[Collected data]
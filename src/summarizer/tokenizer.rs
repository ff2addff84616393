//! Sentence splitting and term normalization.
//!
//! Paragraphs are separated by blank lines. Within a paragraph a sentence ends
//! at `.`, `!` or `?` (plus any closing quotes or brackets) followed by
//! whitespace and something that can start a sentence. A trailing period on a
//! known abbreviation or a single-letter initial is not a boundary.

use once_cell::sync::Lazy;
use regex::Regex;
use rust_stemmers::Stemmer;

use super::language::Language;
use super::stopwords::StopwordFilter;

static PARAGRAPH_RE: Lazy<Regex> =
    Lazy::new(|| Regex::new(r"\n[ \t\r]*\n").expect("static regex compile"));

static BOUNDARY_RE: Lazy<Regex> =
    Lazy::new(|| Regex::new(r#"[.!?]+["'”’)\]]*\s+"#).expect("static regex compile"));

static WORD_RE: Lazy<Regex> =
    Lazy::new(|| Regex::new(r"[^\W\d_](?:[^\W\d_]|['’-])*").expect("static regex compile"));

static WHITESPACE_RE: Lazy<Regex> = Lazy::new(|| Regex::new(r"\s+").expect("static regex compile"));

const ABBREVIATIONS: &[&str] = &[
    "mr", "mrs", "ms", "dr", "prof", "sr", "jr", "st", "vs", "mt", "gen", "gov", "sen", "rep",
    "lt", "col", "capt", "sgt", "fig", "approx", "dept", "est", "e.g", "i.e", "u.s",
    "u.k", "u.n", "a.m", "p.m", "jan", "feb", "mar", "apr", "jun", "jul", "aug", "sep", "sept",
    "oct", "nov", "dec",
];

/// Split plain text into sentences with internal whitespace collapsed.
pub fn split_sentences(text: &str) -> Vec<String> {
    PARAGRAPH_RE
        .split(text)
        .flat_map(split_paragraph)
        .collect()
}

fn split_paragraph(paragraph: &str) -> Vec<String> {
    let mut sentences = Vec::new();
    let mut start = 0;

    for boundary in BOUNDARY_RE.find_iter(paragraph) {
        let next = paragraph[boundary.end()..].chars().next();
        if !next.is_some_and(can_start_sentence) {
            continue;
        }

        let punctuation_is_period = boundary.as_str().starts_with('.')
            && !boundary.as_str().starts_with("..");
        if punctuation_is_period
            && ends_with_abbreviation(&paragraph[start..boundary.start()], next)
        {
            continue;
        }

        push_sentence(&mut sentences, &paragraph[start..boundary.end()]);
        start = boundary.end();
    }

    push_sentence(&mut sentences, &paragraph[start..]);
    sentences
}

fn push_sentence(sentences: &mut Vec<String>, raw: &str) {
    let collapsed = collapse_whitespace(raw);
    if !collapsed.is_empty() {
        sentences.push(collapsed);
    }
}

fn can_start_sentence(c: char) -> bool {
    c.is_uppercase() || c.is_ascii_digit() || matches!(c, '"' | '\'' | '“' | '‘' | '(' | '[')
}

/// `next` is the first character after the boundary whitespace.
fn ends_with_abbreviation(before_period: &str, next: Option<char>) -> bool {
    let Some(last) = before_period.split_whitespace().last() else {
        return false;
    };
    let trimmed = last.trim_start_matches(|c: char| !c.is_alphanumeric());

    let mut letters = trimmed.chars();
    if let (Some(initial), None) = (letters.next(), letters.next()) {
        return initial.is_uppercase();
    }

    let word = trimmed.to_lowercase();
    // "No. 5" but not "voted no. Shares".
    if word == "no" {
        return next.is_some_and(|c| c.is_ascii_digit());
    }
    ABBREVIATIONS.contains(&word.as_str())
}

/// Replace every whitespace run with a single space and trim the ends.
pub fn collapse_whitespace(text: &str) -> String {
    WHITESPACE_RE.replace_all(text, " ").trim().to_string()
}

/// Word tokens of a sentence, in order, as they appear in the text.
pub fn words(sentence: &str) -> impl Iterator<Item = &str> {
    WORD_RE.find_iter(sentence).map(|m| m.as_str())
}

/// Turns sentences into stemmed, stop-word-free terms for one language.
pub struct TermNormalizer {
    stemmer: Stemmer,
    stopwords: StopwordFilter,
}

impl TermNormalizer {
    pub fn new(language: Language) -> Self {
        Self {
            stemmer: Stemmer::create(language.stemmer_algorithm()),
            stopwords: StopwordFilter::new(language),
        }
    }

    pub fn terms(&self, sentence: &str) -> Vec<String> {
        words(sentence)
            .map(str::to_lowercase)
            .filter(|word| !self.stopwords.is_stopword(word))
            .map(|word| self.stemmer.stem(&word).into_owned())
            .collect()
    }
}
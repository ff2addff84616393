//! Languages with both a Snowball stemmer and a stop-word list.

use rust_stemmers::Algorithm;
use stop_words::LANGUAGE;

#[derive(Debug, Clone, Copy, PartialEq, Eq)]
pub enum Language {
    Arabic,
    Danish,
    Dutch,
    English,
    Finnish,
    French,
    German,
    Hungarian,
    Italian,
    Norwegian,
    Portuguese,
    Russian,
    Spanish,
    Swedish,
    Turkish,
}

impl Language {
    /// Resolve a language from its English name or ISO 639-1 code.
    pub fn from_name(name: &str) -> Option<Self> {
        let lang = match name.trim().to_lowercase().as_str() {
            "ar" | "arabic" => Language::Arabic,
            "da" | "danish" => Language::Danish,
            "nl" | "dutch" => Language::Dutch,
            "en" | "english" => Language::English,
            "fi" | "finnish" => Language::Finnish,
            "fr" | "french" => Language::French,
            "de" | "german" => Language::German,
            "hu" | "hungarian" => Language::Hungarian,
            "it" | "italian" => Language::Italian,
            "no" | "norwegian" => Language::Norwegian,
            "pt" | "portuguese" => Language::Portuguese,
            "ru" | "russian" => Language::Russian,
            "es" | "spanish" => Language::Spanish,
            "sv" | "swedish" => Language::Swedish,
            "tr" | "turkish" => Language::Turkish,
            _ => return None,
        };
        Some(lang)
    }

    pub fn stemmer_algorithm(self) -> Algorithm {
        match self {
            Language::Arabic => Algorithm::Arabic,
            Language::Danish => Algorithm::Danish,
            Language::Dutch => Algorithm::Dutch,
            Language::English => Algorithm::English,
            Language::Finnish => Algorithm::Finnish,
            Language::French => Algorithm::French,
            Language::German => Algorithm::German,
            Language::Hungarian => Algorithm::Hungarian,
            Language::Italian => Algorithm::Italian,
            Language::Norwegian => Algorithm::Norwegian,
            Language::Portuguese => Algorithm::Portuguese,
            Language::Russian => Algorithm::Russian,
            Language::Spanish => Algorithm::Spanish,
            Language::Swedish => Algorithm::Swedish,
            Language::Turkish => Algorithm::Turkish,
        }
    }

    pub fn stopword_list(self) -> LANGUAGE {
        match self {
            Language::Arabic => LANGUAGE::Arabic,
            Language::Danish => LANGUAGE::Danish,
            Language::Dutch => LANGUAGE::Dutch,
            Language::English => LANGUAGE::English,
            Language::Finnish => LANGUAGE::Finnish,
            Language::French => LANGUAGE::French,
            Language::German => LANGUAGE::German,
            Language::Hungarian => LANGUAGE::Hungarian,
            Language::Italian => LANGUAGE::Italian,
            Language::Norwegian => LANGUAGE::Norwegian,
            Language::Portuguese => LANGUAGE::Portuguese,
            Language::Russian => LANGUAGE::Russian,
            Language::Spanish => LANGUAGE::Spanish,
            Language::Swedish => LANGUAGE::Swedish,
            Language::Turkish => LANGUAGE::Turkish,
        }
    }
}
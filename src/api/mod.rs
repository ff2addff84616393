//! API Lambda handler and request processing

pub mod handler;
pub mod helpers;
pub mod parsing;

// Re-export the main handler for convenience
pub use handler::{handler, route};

#### [Directions]
Nothing should be left out: repeat all of the data exactly.

#### [Reply]
filename src/summarizer/tokenizer.rs
repository ff2addff84616393
//! Sentence splitting and term normalization.
//!
//! Paragraphs are separated by blank lines. Within a paragraph a sentence ends
//! at `.`, `!` or `?` (plus any closing quotes or brackets) followed by
//! whitespace and something that can start a sentence. A trailing period on a
//! known abbreviation or a single-letter initial is not a boundary.

use once_cell::sync::Lazy;
use regex::Regex;
use rust_stemmers::Stemmer;

use super::language::Language;
use super::stopwords::StopwordFilter;

static PARAGRAPH_RE: Lazy<Regex> =
    Lazy::new(|| Regex::new(r"\n[ \t\r]*\n").expect("static regex compile"));

static BOUNDARY_RE: Lazy<Regex> =
    Lazy::new(|| Regex::new(r#"[.!?]+["'”’)\]]*\s+"#).expect("static regex compile"));

static WORD_RE: Lazy<Regex> =
    Lazy::new(|| Regex::new(r"[^\W\d_](?:[^\W\d_]|['’-])*").expect("static regex compile"));

static WHITESPACE_RE: Lazy<Regex> = Lazy::new(|| Regex::new(r"\s+").expect("static regex compile"));

const ABBREVIATIONS: &[&str] = &[
    "mr", "mrs", "ms", "dr", "prof", "sr", "jr", "st", "vs", "mt", "gen", "gov", "sen", "rep",
    "lt", "col", "capt", "sgt", "fig", "approx", "dept", "est", "e.g", "i.e", "u.s",
    "u.k", "u.n", "a.m", "p.m", "jan", "feb", "mar", "apr", "jun", "jul", "aug", "sep", "sept",
    "oct", "nov", "dec",
];

/// Split plain text into sentences with internal whitespace collapsed.
pub fn split_sentences(text: &str) -> Vec<String> {
    PARAGRAPH_RE
        .split(text)
        .flat_map(split_paragraph)
        .collect()
}

fn split_paragraph(paragraph: &str) -> Vec<String> {
    let mut sentences = Vec::new();
    let mut start = 0;

    for boundary in BOUNDARY_RE.find_iter(paragraph) {
        let next = paragraph[boundary.end()..].chars().next();
        if !next.is_some_and(can_start_sentence) {
            continue;
        }

        let punctuation_is_period = boundary.as_str().starts_with('.')
            && !boundary.as_str().starts_with("..");
        if punctuation_is_period
            && ends_with_abbreviation(&paragraph[start..boundary.start()], next)
        {
            continue;
        }

        push_sentence(&mut sentences, &paragraph[start..boundary.end()]);
        start = boundary.end();
    }

    push_sentence(&mut sentences, &paragraph[start..]);
    sentences
}

fn push_sentence(sentences: &mut Vec<String>, raw: &str) {
    let collapsed = collapse_whitespace(raw);
    if !collapsed.is_empty() {
        sentences.push(collapsed);
    }
}

fn can_start_sentence(c: char) -> bool {
    c.is_uppercase() || c.is_ascii_digit() || matches!(c, '"' | '\'' | '“' | '‘' | '(' | '[')
}

/// `next` is the first character after the boundary whitespace.
fn ends_with_abbreviation(before_period: &str, next: Option<char>) -> bool {
    let Some(last) = before_period.split_whitespace().last() else {
        return false;
    };
    let trimmed = last.trim_start_matches(|c: char| !c.is_alphanumeric());

    let mut letters = trimmed.chars();
    if let (Some(initial), None) = (letters.next(), letters.next()) {
        return initial.is_uppercase();
    }

    let word = trimmed.to_lowercase();
    // "No. 5" but not "voted no. Shares".
    if word == "no" {
        return next.is_some_and(|c| c.is_ascii_digit());
    }
    ABBREVIATIONS.contains(&word.as_str())
}

/// Replace every whitespace run with a single space and trim the ends.
pub fn collapse_whitespace(text: &str) -> String {
    WHITESPACE_RE.replace_all(text, " ").trim().to_string()
}

/// Word tokens of a sentence, in order, as they appear in the text.
pub fn words(sentence: &str) -> impl Iterator<Item = &str> {
    WORD_RE.find_iter(sentence).map(|m| m.as_str())
}

/// Turns sentences into stemmed, stop-word-free terms for one language.
pub struct TermNormalizer {
    stemmer: Stemmer,
    stopwords: StopwordFilter,
}

impl TermNormalizer {
    pub fn new(language: Language) -> Self {
        Self {
            stemmer: Stemmer::create(language.stemmer_algorithm()),
            stopwords: StopwordFilter::new(language),
        }
    }

    pub fn terms(&self, sentence: &str) -> Vec<String> {
        words(sentence)
            .map(str::to_lowercase)
            .filter(|word| !self.stopwords.is_stopword(word))
            .map(|word| self.stemmer.stem(&word).into_owned())
            .collect()
    }
}
repository ff2addff84616393
//! Languages with both a Snowball stemmer and a stop-word list.

use rust_stemmers::Algorithm;
use stop_words::LANGUAGE;

#[derive(Debug, Clone, Copy, PartialEq, Eq)]
pub enum Language {
    Arabic,
    Danish,
    Dutch,
    English,
    Finnish,
    French,
    German,
    Hungarian,
    Italian,
    Norwegian,
    Portuguese,
    Russian,
    Spanish,
    Swedish,
    Turkish,
}

impl Language {
    /// Resolve a language from its English name or ISO 639-1 code.
    pub fn from_name(name: &str) -> Option<Self> {
        let lang = match name.trim().to_lowercase().as_str() {
            "ar" | "arabic" => Language::Arabic,
            "da" | "danish" => Language::Danish,
            "nl" | "dutch" => Language::Dutch,
            "en" | "english" => Language::English,
            "fi" | "finnish" => Language::Finnish,
            "fr" | "french" => Language::French,
            "de" | "german" => Language::German,
            "hu" | "hungarian" => Language::Hungarian,
            "it" | "italian" => Language::Italian,
            "no" | "norwegian" => Language::Norwegian,
            "pt" | "portuguese" => Language::Portuguese,
            "ru" | "russian" => Language::Russian,
            "es" | "spanish" => Language::Spanish,
            "sv" | "swedish" => Language::Swedish,
            "tr" | "turkish" => Language::Turkish,
            _ => return None,
        };
        Some(lang)
    }

    pub fn stemmer_algorithm(self) -> Algorithm {
        match self {
            Language::Arabic => Algorithm::Arabic,
            Language::Danish => Algorithm::Danish,
            Language::Dutch => Algorithm::Dutch,
            Language::English => Algorithm::English,
            Language::Finnish => Algorithm::Finnish,
            Language::French => Algorithm::French,
            Language::German => Algorithm::German,
            Language::Hungarian => Algorithm::Hungarian,
            Language::Italian => Algorithm::Italian,
            Language::Norwegian => Algorithm::Norwegian,
            Language::Portuguese => Algorithm::Portuguese,
            Language::Russian => Algorithm::Russian,
            Language::Spanish => Algorithm::Spanish,
            Language::Swedish => Algorithm::Swedish,
            Language::Turkish => Algorithm::Turkish,
        }
    }

    pub fn stopword_list(self) -> LANGUAGE {
        match self {
            Language::Arabic => LANGUAGE::Arabic,
            Language::Danish => LANGUAGE::Danish,
            Language::Dutch => LANGUAGE::Dutch,
            Language::English => LANGUAGE::English,
            Language::Finnish => LANGUAGE::Finnish,
            Language::French => LANGUAGE::French,
            Language::German => LANGUAGE::German,
            Language::Hungarian => LANGUAGE::Hungarian,
            Language::Italian => LANGUAGE::Italian,
            Language::Norwegian => LANGUAGE::Norwegian,
            Language::Portuguese => LANGUAGE::Portuguese,
            Language::Russian => LANGUAGE::Russian,
            Language::Spanish => LANGUAGE::Spanish,
            Language::Swedish => LANGUAGE::Swedish,
            Language::Turkish => LANGUAGE::Turkish,
        }
    }
}
filename src/api/mod.rs
repository ff2addff84616393
//! API Lambda handler and request processing

pub mod handler;
pub mod helpers;
pub mod parsing;

// Re-export the main handler for convenience
pub use handler::{handler, route};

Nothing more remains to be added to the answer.